A trip to the Bureau of Motor Vehicles usually involves waiting in line, but Ohioans on Tuesday waited hours as their local BMV offices reopened for the first time after the coronavirus shutdown.
Ohio Gov. Mike DeWine ordered BMVs closed in March and many Ohioans’ driver’s license or ID cards have expired in that time.
For people who had driver's license or ID car expire after March 9, the expiration date has automatically been extended until 90 days after Ohio's state of emergency ends or Dec. 1, 2020, whichever comes first, according to the Ohio BMV.
“You don’t have to rush to a location,” said Ohio BMV spokeswoman Lindsey Bohrer. “People have an extension through the end of the pandemic.”
Bohrer said the Ohio Legislature passed House Bill 197, which allows Ohioans to have the extension on their expired license or ID card.
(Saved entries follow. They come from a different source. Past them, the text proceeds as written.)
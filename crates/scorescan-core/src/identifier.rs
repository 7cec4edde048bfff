//! Typed indices for arena-stored entities.
//!
//! Sections, filaments and inters are stored in `Vec` arenas owned by their
//! container (lag, factory, graph). They are referred to everywhere else by
//! plain indices wrapped in the newtypes below, so a section id can never be
//! mistaken for an inter id.

use std::fmt;

use serde::{Deserialize, Serialize};

macro_rules! define_id {
    ($(#[$meta:meta])* $name:ident, $prefix:literal) => {
        $(#[$meta])*
        #[derive(Debug, Clone, Copy, PartialEq, Eq, PartialOrd, Ord, Hash, Serialize, Deserialize)]
        #[serde(transparent)]
        pub struct $name(u32);

        impl $name {
            /// Creates an id from its arena index
            pub fn new(index: usize) -> Self {
                Self(index as u32)
            }

            /// Returns the arena index this id refers to
            pub fn index(self) -> usize {
                self.0 as usize
            }
        }

        impl fmt::Display for $name {
            fn fmt(&self, f: &mut fmt::Formatter<'_>) -> fmt::Result {
                write!(f, concat!($prefix, "{}"), self.0)
            }
        }
    };
}

define_id!(
    /// Identifier of a [`Section`](crate::lag::Section) within its lag.
    SectionId,
    "S"
);

define_id!(
    /// Identifier of a filament within the factory that built it.
    FilamentId,
    "F"
);

define_id!(
    /// Identifier of an inter within its interpretation graph.
    InterId,
    "I"
);

define_id!(
    /// Identifier of a relation within its interpretation graph.
    RelationId,
    "R"
);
Drivers can get temporary tags, renew or replace license plates and check their vehicle’s registration status online, Bohrer said.
The website to do that is oplates.com. On the main page of the Ohio BMV website, there is also an interactive checklist that people can use to determine if they need to make an in-person trip to the BMV or not.
Bohrer encouraged those who must go to the BMV to get in line via an online appointment maker. On Tuesday, the online appointment maker went down amidst long lines.
The BMV in Moraine had a line before it opened at 8 a.m. today.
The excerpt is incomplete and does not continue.